- [INSTRUCTIONS TO FOLLOW]: Give back all the records exactly, keeping every line whole.

● ● ● ●

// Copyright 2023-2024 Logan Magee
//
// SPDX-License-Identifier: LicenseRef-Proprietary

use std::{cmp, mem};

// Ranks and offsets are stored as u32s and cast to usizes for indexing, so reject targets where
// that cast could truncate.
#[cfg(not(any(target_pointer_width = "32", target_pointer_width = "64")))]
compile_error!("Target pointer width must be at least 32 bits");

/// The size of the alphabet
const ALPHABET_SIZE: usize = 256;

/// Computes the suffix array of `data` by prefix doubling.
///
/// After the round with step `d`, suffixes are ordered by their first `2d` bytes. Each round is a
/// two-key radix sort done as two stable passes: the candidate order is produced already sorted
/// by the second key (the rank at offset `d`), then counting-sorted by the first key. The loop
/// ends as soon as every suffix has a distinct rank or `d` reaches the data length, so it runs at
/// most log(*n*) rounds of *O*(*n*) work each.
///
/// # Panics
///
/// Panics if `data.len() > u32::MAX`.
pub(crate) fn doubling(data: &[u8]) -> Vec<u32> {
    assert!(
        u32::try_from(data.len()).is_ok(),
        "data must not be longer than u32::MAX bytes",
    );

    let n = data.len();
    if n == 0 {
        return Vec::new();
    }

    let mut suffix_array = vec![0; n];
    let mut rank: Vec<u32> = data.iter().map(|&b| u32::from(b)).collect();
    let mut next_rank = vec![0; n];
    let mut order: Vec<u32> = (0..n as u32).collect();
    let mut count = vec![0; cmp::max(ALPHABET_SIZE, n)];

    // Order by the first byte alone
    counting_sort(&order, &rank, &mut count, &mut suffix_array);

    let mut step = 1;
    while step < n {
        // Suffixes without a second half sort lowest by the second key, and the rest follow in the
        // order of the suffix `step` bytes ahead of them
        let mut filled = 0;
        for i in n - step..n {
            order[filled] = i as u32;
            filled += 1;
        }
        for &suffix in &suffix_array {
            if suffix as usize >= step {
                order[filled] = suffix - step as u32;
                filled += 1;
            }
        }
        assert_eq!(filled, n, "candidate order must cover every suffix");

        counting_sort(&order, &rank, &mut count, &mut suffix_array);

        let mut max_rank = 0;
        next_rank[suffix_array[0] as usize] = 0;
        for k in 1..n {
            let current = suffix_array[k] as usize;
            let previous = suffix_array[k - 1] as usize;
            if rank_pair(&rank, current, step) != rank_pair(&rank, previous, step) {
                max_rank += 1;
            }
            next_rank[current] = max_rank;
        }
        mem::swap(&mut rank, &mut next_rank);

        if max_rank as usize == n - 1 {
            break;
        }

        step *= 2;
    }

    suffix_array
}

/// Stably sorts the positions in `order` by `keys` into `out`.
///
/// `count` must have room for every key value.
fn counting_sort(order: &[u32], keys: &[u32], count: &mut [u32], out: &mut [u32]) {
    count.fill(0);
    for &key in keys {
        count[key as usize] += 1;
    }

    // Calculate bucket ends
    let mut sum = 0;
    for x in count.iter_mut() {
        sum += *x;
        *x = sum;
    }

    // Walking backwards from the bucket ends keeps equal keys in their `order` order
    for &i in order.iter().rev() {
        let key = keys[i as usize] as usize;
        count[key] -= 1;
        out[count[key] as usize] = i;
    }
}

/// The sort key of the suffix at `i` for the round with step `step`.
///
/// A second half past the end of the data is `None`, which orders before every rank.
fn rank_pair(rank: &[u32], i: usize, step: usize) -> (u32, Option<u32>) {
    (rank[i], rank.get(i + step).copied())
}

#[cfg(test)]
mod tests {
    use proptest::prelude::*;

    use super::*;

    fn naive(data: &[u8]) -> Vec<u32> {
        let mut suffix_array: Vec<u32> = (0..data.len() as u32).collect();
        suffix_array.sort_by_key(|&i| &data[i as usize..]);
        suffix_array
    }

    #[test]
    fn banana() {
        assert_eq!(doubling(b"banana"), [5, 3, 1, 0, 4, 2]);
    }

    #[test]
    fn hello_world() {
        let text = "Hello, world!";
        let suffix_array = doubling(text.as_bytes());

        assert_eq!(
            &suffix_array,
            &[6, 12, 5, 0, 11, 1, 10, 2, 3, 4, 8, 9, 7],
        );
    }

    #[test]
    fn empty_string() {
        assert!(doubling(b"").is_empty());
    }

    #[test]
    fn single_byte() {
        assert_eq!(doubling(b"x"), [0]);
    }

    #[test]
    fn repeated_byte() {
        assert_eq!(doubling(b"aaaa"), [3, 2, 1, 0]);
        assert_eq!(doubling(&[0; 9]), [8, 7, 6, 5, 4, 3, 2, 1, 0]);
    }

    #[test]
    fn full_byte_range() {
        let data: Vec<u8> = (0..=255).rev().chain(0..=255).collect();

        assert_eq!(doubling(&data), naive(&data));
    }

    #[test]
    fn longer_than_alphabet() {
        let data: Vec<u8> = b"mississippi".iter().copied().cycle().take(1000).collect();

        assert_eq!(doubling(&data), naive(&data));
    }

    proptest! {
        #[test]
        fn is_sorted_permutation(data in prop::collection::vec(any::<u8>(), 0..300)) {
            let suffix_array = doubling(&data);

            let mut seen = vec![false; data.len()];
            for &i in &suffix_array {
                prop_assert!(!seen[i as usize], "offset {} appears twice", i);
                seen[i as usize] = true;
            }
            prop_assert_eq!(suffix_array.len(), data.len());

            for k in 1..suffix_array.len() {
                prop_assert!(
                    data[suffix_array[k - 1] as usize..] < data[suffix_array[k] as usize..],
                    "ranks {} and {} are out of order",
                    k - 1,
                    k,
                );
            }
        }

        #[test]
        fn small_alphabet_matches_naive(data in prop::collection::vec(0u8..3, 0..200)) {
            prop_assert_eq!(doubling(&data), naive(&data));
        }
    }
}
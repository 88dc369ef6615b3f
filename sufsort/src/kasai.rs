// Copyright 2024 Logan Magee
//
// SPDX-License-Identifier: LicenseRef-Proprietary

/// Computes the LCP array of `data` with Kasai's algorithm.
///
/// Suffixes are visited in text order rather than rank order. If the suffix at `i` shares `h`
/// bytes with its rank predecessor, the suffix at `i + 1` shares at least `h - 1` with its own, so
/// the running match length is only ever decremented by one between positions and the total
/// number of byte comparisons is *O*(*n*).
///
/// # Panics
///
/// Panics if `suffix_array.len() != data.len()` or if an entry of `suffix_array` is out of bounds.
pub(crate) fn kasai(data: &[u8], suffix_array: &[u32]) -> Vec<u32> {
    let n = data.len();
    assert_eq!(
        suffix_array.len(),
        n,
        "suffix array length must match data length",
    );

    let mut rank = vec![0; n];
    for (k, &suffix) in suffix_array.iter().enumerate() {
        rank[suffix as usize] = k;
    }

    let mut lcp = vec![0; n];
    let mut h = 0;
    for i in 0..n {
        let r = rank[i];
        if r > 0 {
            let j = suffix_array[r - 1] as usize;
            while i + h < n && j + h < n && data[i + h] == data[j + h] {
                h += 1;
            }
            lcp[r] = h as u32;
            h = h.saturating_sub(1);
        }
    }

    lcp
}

● ● ● ●

- [RESPONSE BELOW]:
// Copyright 2023-2024 Logan Magee
//
// SPDX-License-Identifier: LicenseRef-Proprietary

use std::{cmp, mem};

// Ranks and offsets are stored as u32s and cast to usizes for indexing, so reject targets where
// that cast could truncate.
#[cfg(not(any(target_pointer_width = "32", target_pointer_width = "64")))]
compile_error!("Target pointer width must be at least 32 bits");

/// The size of the alphabet
const ALPHABET_SIZE: usize = 256;

/// Computes the suffix array of `data` by prefix doubling.
///
/// After the round with step `d`, suffixes are ordered by their first `2d` bytes. Each round is a
/// two-key radix sort done as two stable passes: the candidate order is produced already sorted
/// by the second key (the rank at offset `d`), then counting-sorted by the first key. The loop
/// ends as soon as every suffix has a distinct rank or `d` reaches the data length, so it runs at
/// most log(*n*) rounds of *O*(*n*) work each.
///
/// # Panics
///
/// Panics if `data.len() > u32::MAX`.
pub(crate) fn doubling(data: &[u8]) -> Vec<u32> {
    assert!(
        u32::try_from(data.len()).is_ok(),
        "data must not be longer than u32::MAX bytes",
    );

    let n = data.len();
    if n == 0 {
        return Vec::new();
    }

    let mut suffix_array = vec![0; n];
    let mut rank: Vec<u32> = data.iter().map(|&b| u32::from(b)).collect();
    let mut next_rank = vec![0; n];
    let mut order: Vec<u32> = (0..n as u32).collect();
    let mut count = vec![0; cmp::max(ALPHABET_SIZE, n)];

    // Order by the first byte alone
    counting_sort(&order, &rank, &mut count, &mut suffix_array);

    let mut step = 1;
    while step < n {
        // Suffixes without a second half sort lowest by the second key, and the rest follow in the
        // order of the suffix `step` bytes ahead of them
        let mut filled = 0;
        for i in n - step..n {
            order[filled] = i as u32;
            filled += 1;
        }
        for &suffix in &suffix_array {
            if suffix as usize >= step {
                order[filled] = suffix - step as u32;
                filled += 1;
            }
        }
        assert_eq!(filled, n, "candidate order must cover every suffix");

        counting_sort(&order, &rank, &mut count, &mut suffix_array);

        let mut max_rank = 0;
        next_rank[suffix_array[0] as usize] = 0;
        for k in 1..n {
            let current = suffix_array[k] as usize;
            let previous = suffix_array[k - 1] as usize;
            if rank_pair(&rank, current, step) != rank_pair(&rank, previous, step) {
                max_rank += 1;
            }
            next_rank[current] = max_rank;
        }
        mem::swap(&mut rank, &mut next_rank);

        if max_rank as usize == n - 1 {
            break;
        }

        step *= 2;
    }

    suffix_array
}

/// Stably sorts the positions in `order` by `keys` into `out`.
///
/// `count` must have room for every key value.
fn counting_sort(order: &[u32], keys: &[u32], count: &mut [u32], out: &mut [u32]) {
    count.fill(0);
    for &key in keys {
        count[key as usize] += 1;
    }

    // Calculate bucket ends
    let mut sum = 0;
    for x in count.iter_mut() {
        sum += *x;
        *x = sum;
    }

    // Walking backwards from the bucket ends keeps equal keys in their `order` order
    for &i in order.iter().rev() {
        let key = keys[i as usize] as usize;
        count[key] -= 1;
        out[count[key] as usize] = i;
    }
}

/// The sort key of the suffix at `i` for the round with step `step`.
///
/// A second half past the end of the data is `None`, which orders before every rank.
fn rank_pair(rank: &[u32], i: usize, step: usize) -> (u32, Option<u32>) {
    (rank[i], rank.get(i + step).copied())
}

#[cfg(test)]
mod tests {
    use proptest::prelude::*;

    use super::*;

    fn naive(data: &[u8]) -> Vec<u32> {
        let mut suffix_array: Vec<u32> = (0..data.len() as u32).collect();
        suffix_array.sort_by_key(|&i| &data[i as usize..]);
        suffix_array
    }

    #[test]
    fn banana() {
        assert_eq!(doubling(b"banana"), [5, 3, 1, 0, 4, 2]);
    }

    #[test]
    fn hello_world() {
        let text = "Hello, world!";
        let suffix_array = doubling(text.as_bytes());

        assert_eq!(
            &suffix_array,
            &[6, 12, 5, 0, 11, 1, 10, 2, 3, 4, 8, 9, 7],
        );
    }

    #[test]
    fn empty_string() {
        assert!(doubling(b"").is_empty());
    }

    #[test]
    fn single_byte() {
        assert_eq!(doubling(b"x"), [0]);
    }

    #[test]
    fn repeated_byte() {
        assert_eq!(doubling(b"aaaa"), [3, 2, 1, 0]);
        assert_eq!(doubling(&[0; 9]), [8, 7, 6, 5, 4, 3, 2, 1, 0]);
    }

    #[test]
    fn full_byte_range() {
        let data: Vec<u8> = (0..=255).rev().chain(0..=255).collect();

        assert_eq!(doubling(&data), naive(&data));
    }

    #[test]
    fn longer_than_alphabet() {
        let data: Vec<u8> = b"mississippi".iter().copied().cycle().take(1000).collect();

        assert_eq!(doubling(&data), naive(&data));
    }

    proptest! {
        #[test]
        fn is_sorted_permutation(data in prop::collection::vec(any::<u8>(), 0..300)) {
            let suffix_array = doubling(&data);

            let mut seen = vec![false; data.len()];
            for &i in &suffix_array {
                prop_assert!(!seen[i as usize], "offset {} appears twice", i);
                seen[i as usize] = true;
            }
            prop_assert_eq!(suffix_array.len(), data.len());

            for k in 1..suffix_array.len() {
                prop_assert!(
                    data[suffix_array[k - 1] as usize..] < data[suffix_array[k] as usize..],
                    "ranks {} and {} are out of order",
                    k - 1,
                    k,
                );
            }
        }

        #[test]
        fn small_alphabet_matches_naive(data in prop::collection::vec(0u8..3, 0..200)) {
            prop_assert_eq!(doubling(&data), naive(&data));
        }
    }
}
repository 88dc369ef6615b3f
filename sufsort/src/kasai.rs
// Copyright 2024 Logan Magee
//
// SPDX-License-Identifier: LicenseRef-Proprietary

/// Computes the LCP array of `data` with Kasai's algorithm.
///
/// Suffixes are visited in text order rather than rank order. If the suffix at `i` shares `h`
/// bytes with its rank predecessor, the suffix at `i + 1` shares at least `h - 1` with its own, so
/// the running match length is only ever decremented by one between positions and the total
/// number of byte comparisons is *O*(*n*).
///
/// # Panics
///
/// Panics if `suffix_array.len() != data.len()` or if an entry of `suffix_array` is out of bounds.
pub(crate) fn kasai(data: &[u8], suffix_array: &[u32]) -> Vec<u32> {
    let n = data.len();
    assert_eq!(
        suffix_array.len(),
        n,
        "suffix array length must match data length",
    );

    let mut rank = vec![0; n];
    for (k, &suffix) in suffix_array.iter().enumerate() {
        rank[suffix as usize] = k;
    }

    let mut lcp = vec![0; n];
    let mut h = 0;
    for i in 0..n {
        let r = rank[i];
        if r > 0 {
            let j = suffix_array[r - 1] as usize;
            while i + h < n && j + h < n && data[i + h] == data[j + h] {
                h += 1;
            }
            lcp[r] = h as u32;
            h = h.saturating_sub(1);
        }
    }

    lcp
}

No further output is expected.